The Fazienda de Ultramar ("The Deed of Outremer") is an Old Spanish book from the early 13th century, that is composed of a geographical and historical journey in the form of a guide for pilgrims to the Holy Land. It has similarities to travel guides and Biblical texts in Romance languages.

== Contents ==
For the most part, the book is a geographical itinerarium, similar in style to a pilgrims' guide to Jerusalem and Bethlehem. It is not based on a real journey, but on previous journeys. Included in the book is also one of the earliest translations of the Bible in an Iberian Romance language along with some New Testament stories, fragments of hagiography, legends and some classical-era material.
The biblical translations are based on the Hebrew Bible and the Latin Vulgate.

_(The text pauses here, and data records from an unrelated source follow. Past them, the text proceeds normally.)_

//! Dual-mode metric store.
//!
//! Two structurally identical metric sets exist at all times: one for the
//! initial page load (write-once per key, never reset) and one for the
//! current soft-navigation session (cleared at every navigation boundary).
//! The store is the single writer-of-record for metrics; sessions write into
//! it through the engine and the presentation layer only reads.

use std::collections::BTreeMap;
use std::fmt;
use std::sync::RwLock;
use std::time::Duration;

use serde::{Deserialize, Serialize};

mod accumulate;

pub use accumulate::{BlockingTimeAccumulator, LayoutShiftAccumulator};

/// Convert a duration to fractional milliseconds with microsecond precision.
pub fn duration_to_ms(duration: Duration) -> f64 {
    duration.as_micros() as f64 / 1_000.0
}

/// Named timing metrics tracked per mode.
#[derive(Debug, Clone, Copy, PartialEq, Eq, Hash, Serialize, Deserialize)]
#[serde(rename_all = "kebab-case")]
pub enum MetricKey {
    FirstPaint,
    Fcp,
    DomReady,
    Lcp,
    LoadComplete,
    Tti,
    Tbt,
    Cls,
    LastPixelChange,
}

impl MetricKey {
    pub const COUNT: usize = 9;

    /// All keys, in storage order.
    pub const ALL: [MetricKey; Self::COUNT] = [
        MetricKey::FirstPaint,
        MetricKey::Fcp,
        MetricKey::DomReady,
        MetricKey::Lcp,
        MetricKey::LoadComplete,
        MetricKey::Tti,
        MetricKey::Tbt,
        MetricKey::Cls,
        MetricKey::LastPixelChange,
    ];

    pub fn as_str(&self) -> &'static str {
        match self {
            MetricKey::FirstPaint => "first-paint",
            MetricKey::Fcp => "fcp",
            MetricKey::DomReady => "dom-ready",
            MetricKey::Lcp => "lcp",
            MetricKey::LoadComplete => "load-complete",
            MetricKey::Tti => "tti",
            MetricKey::Tbt => "tbt",
            MetricKey::Cls => "cls",
            MetricKey::LastPixelChange => "last-pixel-change",
        }
    }

    /// Canonical position on the loading timeline. `tbt` and `cls` are not
    /// time-based and carry no position.
    pub fn display_order(&self) -> Option<u8> {
        match self {
            MetricKey::FirstPaint => Some(1),
            MetricKey::Fcp => Some(2),
            MetricKey::DomReady => Some(3),
            MetricKey::Lcp => Some(4),
            MetricKey::LoadComplete => Some(5),
            MetricKey::Tti => Some(6),
            MetricKey::LastPixelChange => Some(7),
            MetricKey::Tbt | MetricKey::Cls => None,
        }
    }

    fn index(&self) -> usize {
        Self::ALL
            .iter()
            .position(|k| k == self)
            .expect("key present in ALL")
    }
}

impl fmt::Display for MetricKey {
    fn fmt(&self, f: &mut fmt::Formatter<'_>) -> fmt::Result {
        f.write_str(self.as_str())
    }
}

/// Which metric set a session writes into.
#[derive(Debug, Clone, Copy, PartialEq, Eq, Hash, Serialize, Deserialize)]
#[serde(rename_all = "kebab-case")]
pub enum TrackingMode {
    PageLoad,
    Navigation,
}

impl TrackingMode {
    pub fn as_str(&self) -> &'static str {
        match self {
            TrackingMode::PageLoad => "page-load",
            TrackingMode::Navigation => "navigation",
        }
    }
}

impl fmt::Display for TrackingMode {
    fn fmt(&self, f: &mut fmt::Formatter<'_>) -> fmt::Result {
        f.write_str(self.as_str())
    }
}

/// One mode's metric values. Unset keys report `None`.
#[derive(Debug, Clone, Default, PartialEq)]
pub struct MetricSet {
    values: [Option<f64>; MetricKey::COUNT],
}

impl MetricSet {
    pub fn new() -> Self {
        Self::default()
    }

    pub fn get(&self, key: MetricKey) -> Option<f64> {
        self.values[key.index()]
    }

    /// Set a key, clamping to non-negative. Returns the stored value.
    pub fn set(&mut self, key: MetricKey, value: f64) -> f64 {
        let stored = value.max(0.0);
        self.values[key.index()] = Some(stored);
        stored
    }

    /// Corrective write: only applies while the key is still unset.
    pub fn set_if_unset(&mut self, key: MetricKey, value: f64) -> bool {
        if self.values[key.index()].is_some() {
            return false;
        }
        self.set(key, value);
        true
    }

    pub fn clear(&mut self) {
        self.values = [None; MetricKey::COUNT];
    }

    pub fn is_set(&self, key: MetricKey) -> bool {
        self.values[key.index()].is_some()
    }

    /// Snapshot as a name → value map, unset keys omitted.
    pub fn snapshot(&self) -> MetricSnapshot {
        let mut values = BTreeMap::new();
        for key in MetricKey::ALL {
            if let Some(v) = self.get(key) {
                values.insert(key.as_str().to_string(), v);
            }
        }
        MetricSnapshot { values }
    }
}

/// Serializable view of one metric set.
#[derive(Debug, Clone, Default, Serialize, Deserialize)]
pub struct MetricSnapshot {
    pub values: BTreeMap<String, f64>,
}

impl MetricSnapshot {
    pub fn get(&self, key: MetricKey) -> Option<f64> {
        self.values.get(key.as_str()).copied()
    }
}

struct StoreState {
    page_load: MetricSet,
    navigation: MetricSet,
}

/// Thread-safe store holding both metric sets.
///
/// Writers are session callbacks; a single `RwLock` provides the
/// single-writer discipline the cooperative model otherwise guarantees.
pub struct MetricStore {
    state: RwLock<StoreState>,
}

impl MetricStore {
    pub fn new() -> Self {
        Self {
            state: RwLock::new(StoreState {
                page_load: MetricSet::new(),
                navigation: MetricSet::new(),
            }),
        }
    }

    pub fn get(&self, mode: TrackingMode, key: MetricKey) -> Option<f64> {
        let state = self.state.read().expect("metric store poisoned");
        match mode {
            TrackingMode::PageLoad => state.page_load.get(key),
            TrackingMode::Navigation => state.navigation.get(key),
        }
    }

    /// Set a key, returning the stored (clamped) value.
    pub fn set(&self, mode: TrackingMode, key: MetricKey, value: f64) -> f64 {
        let mut state = self.state.write().expect("metric store poisoned");
        match mode {
            TrackingMode::PageLoad => state.page_load.set(key, value),
            TrackingMode::Navigation => state.navigation.set(key, value),
        }
    }

    /// Corrective write: returns true when the value was applied.
    pub fn set_if_unset(&self, mode: TrackingMode, key: MetricKey, value: f64) -> bool {
        let mut state = self.state.write().expect("metric store poisoned");
        match mode {
            TrackingMode::PageLoad => state.page_load.set_if_unset(key, value),
            TrackingMode::Navigation => state.navigation.set_if_unset(key, value),
        }
    }

    /// Clear every key of the navigation set for a new session.
    pub fn reset_navigation(&self) {
        let mut state = self.state.write().expect("metric store poisoned");
        state.navigation.clear();
    }

    pub fn snapshot(&self, mode: TrackingMode) -> MetricSnapshot {
        let state = self.state.read().expect("metric store poisoned");
        match mode {
            TrackingMode::PageLoad => state.page_load.snapshot(),
            TrackingMode::Navigation => state.navigation.snapshot(),
        }
    }
}

impl Default for MetricStore {
    fn default() -> Self {
        Self::new()
    }
}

== Structure, authorship and dating ==
The book opens with two letters: In one, a certain don Remont, archbishop of Toledo, writes to a friend, Almeric, to ask him to write back with information about the Holy Land. The exchange is regarded as genuine and it was surmised that it took place during Raymond de Sauvetât's archbishopric (1124-1152). However, Almeric was French and as such the letters would have been written in Latin or, less likely, in French.

== Manuscripts ==
There is one surviving manuscript, which is housed in the library of the University of Salamanca. In 1965, it was edited by
Moshé Lazar, attributing it to the archdean of Antakya, Almeric and dating it at between 1126 and 1142.